Not much cargo travels by river through Kansas City though because rail is king there. Absent war, Chicago would stay with the blue states, which means we’d be wise to build more rail from Kansas City to Indianapolis as far South as necessary to avoid blue states (in case of a temporary embargo). Other than that, our traffic will be fine.

A red-state federation would have 9 coastal states, including Alaska. Additionally, Indiana, Ohio, & western Pennsylvania are on the Great Lakes, which have access to the North Atlantic via the St. Lawrence Seaway, which is only iced over for part of Winter.

We’ll have the Panama Canal, Guam, Alaska, and maybe Greenland etc. If we get a bit of northern British Columbia, we can use the highway there to get to southern Alaska’s port as Skagway (rather than all the way to Anchorage) without leaving our federation.
If blue states threaten to embargo us, we can embargo them, blocking land traffic from West Coast to East Coast – from Denver to Minneapolis/Chicago. They can’t afford to go without our portion of their supply chains anymore than we can afford to go without theirs. Besides, if blue states embargo us, we can use ports on the Pacific Coast of Canada or Mexico, or use the Panama Canal. If there’s war, we can take their ports in Oregon, southern Washington, and northern British Columbia.

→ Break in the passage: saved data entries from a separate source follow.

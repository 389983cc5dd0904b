//! Occupancy inference - reconstructs where a participant was between legs
//!
//! Legs are grouped per (participant, start date) and walked chronologically
//! with one unit of lookback (previous arrival time and place). Emitted
//! presence intervals cover the day before the first leg, the dwell between
//! place-matching legs, the span of degenerate same-place legs, and the rest
//! of the day after the last leg.
//!
//! When consecutive legs do not share a place boundary the relocation was
//! never observed: presence is granted only up to a capped hour after the
//! last arrival and from the full hour before the next departure. The
//! interior of such a gap is deliberately left uncovered.

use crate::domain::types::{day_end, day_start, hour_floor, Leg, ParticipantId, PresenceInterval};
use crate::infra::Config;
use chrono::Duration;
use tracing::debug;

/// Derives per-day presence intervals from journey-tagged legs
pub struct OccupancyInferrer {
    gap_cap: Duration,
}

impl OccupancyInferrer {
    pub fn new(config: &Config) -> Self {
        Self { gap_cap: Duration::hours(config.gap_cap_hours()) }
    }

    /// Infer presence intervals for every (participant, date) group
    pub fn infer(&self, legs: &[Leg]) -> Vec<PresenceInterval> {
        let mut sorted: Vec<&Leg> = legs.iter().collect();
        sorted.sort_by(|a, b| {
            a.participant.cmp(&b.participant).then(a.start_time.cmp(&b.start_time))
        });

        let mut out = Vec::new();
        let mut group_start = 0;
        for i in 1..=sorted.len() {
            let at_boundary = i == sorted.len() || {
                let (a, b) = (sorted[i - 1], sorted[i]);
                a.participant != b.participant || a.start_date() != b.start_date()
            };
            if at_boundary {
                self.infer_day(&sorted[group_start..i], &mut out);
                group_start = i;
            }
        }

        debug!(legs = %legs.len(), intervals = %out.len(), "occupancy_inferred");
        out
    }

    /// Walk one (participant, date) group, chronologically sorted
    fn infer_day(&self, legs: &[&Leg], out: &mut Vec<PresenceInterval>) {
        let Some(first) = legs.first() else { return };
        let participant = &first.participant;

        // Lookback state: where and when the previous leg arrived
        let mut prev: Option<(chrono::NaiveDateTime, &str)> = None;

        for leg in legs {
            match prev {
                None => {
                    // Start of the day until the first departure
                    Self::push(
                        out,
                        participant,
                        &leg.start_place,
                        day_start(leg.start_date()),
                        leg.start_time,
                    );
                }
                Some((prev_end, prev_place)) => {
                    if prev_end.date() != leg.start_time.date() {
                        // The previous leg spilled over a day boundary:
                        // finish that day where it arrived, open the current
                        // day at the departure place
                        Self::push(out, participant, prev_place, prev_end, day_end(prev_end.date()));
                        Self::push(
                            out,
                            participant,
                            &leg.start_place,
                            day_start(leg.start_date()),
                            leg.start_time,
                        );
                    } else if prev_place == leg.start_place {
                        // Continuous dwell between two observed legs
                        Self::push(out, participant, &leg.start_place, prev_end, leg.start_time);
                    } else {
                        // Unobserved relocation: cap presence on both sides,
                        // leave the interior uncovered
                        Self::push(
                            out,
                            participant,
                            prev_place,
                            prev_end,
                            hour_floor(prev_end) + self.gap_cap,
                        );
                        Self::push(
                            out,
                            participant,
                            &leg.start_place,
                            hour_floor(leg.start_time),
                            leg.start_time,
                        );
                    }
                }
            }

            // A same-place leg is presence in its own right
            if leg.is_self_loop() {
                Self::push(out, participant, &leg.start_place, leg.start_time, leg.end_time);
            }

            prev = Some((leg.end_time, &leg.end_place));
        }

        if let Some((prev_end, prev_place)) = prev {
            // Rest of the day after the last arrival
            Self::push(out, participant, prev_place, prev_end, day_end(prev_end.date()));
        }
    }

    /// Emit an interval, skipping degenerate (empty or reversed) ranges
    fn push(
        out: &mut Vec<PresenceInterval>,
        participant: &ParticipantId,
        place: &str,
        from: chrono::NaiveDateTime,
        to: chrono::NaiveDateTime,
    ) {
        if from < to {
            out.push(PresenceInterval::new(participant.clone(), place.to_string(), from, to));
        }
    }
}
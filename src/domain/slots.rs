//! Fixed time-of-day slot partition
//!
//! The day is partitioned into labeled half-open slots ("00h-06h",
//! "06h-08h", ...) built from a list of ascending hour boundaries. The last
//! boundary may be 24, in which case the final slot closes at the next
//! midnight.

use crate::domain::types::day_start;
use anyhow::{bail, Result};
use chrono::{Duration, NaiveDate, NaiveDateTime};

/// One half-open time-of-day bin
#[derive(Debug, Clone, PartialEq, Eq)]
pub struct Slot {
    pub label: String,
    pub start_hour: u32,
    pub end_hour: u32,
}

impl Slot {
    /// Concrete window of this slot on the given date
    pub fn window(&self, date: NaiveDate) -> (NaiveDateTime, NaiveDateTime) {
        let open = day_start(date);
        let start = open + Duration::hours(i64::from(self.start_hour));
        let end = open + Duration::hours(i64::from(self.end_hour));
        (start, end)
    }

    /// Boolean overlap between this slot's window on `date` and `[from, to)`
    pub fn overlaps(&self, date: NaiveDate, from: NaiveDateTime, to: NaiveDateTime) -> bool {
        let (start, end) = self.window(date);
        end > from && start < to
    }
}

/// Ordered, gapless partition of the day into slots
#[derive(Debug, Clone)]
pub struct SlotPartition {
    slots: Vec<Slot>,
}

impl SlotPartition {
    /// Build a partition from ascending hour boundaries, e.g.
    /// `[0, 6, 8, ..., 22, 24]` yields ten slots
    pub fn from_boundaries(boundaries: &[u32]) -> Result<Self> {
        if boundaries.len() < 2 {
            bail!("slot boundaries need at least two entries, got {}", boundaries.len());
        }
        for pair in boundaries.windows(2) {
            if pair[1] <= pair[0] {
                bail!("slot boundaries must be strictly ascending: {} then {}", pair[0], pair[1]);
            }
        }
        if let Some(&last) = boundaries.last() {
            if last > 24 {
                bail!("slot boundaries must end at or before hour 24, got {}", last);
            }
        }

        let slots = boundaries
            .windows(2)
            .map(|pair| Slot {
                label: format!("{:02}h-{:02}h", pair[0], pair[1]),
                start_hour: pair[0],
                end_hour: pair[1],
            })
            .collect();

        Ok(Self { slots })
    }

    pub fn slots(&self) -> &[Slot] {
        &self.slots
    }

    pub fn len(&self) -> usize {
        self.slots.len()
    }

    pub fn is_empty(&self) -> bool {
        self.slots.is_empty()
    }

    /// Slot labels in canonical order
    pub fn labels(&self) -> Vec<String> {
        self.slots.iter().map(|s| s.label.clone()).collect()
    }
}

A US aircraft carrier’s draft is 37 to 39′. This is too deep for the locks on the St Lawrence Seaway, or the rivers to Idaho or Arizona, but not for any East Coast or Gulf Coast red-state. Some are Navy ports already. Here’s the MLLW port depths: North Carolina 42′ Charleston 52′ Savannah 47′ Jacksonville 47′ Port Everglades 42′ Miami 46′ Mobile 50′ MS (was Navy port until 2005) New Orleans 45′ Texas ports 56′. Anchorage, Alaska also has a very deep port which is ice-free year-round, although there can be floating ice in the sound at times to navigate around. Alaska has many ports, and we’ll probably inherit some of the US island territories such as Guam. The US Atlantic submarine fleet is already berthed in Georgia at the Florida state line.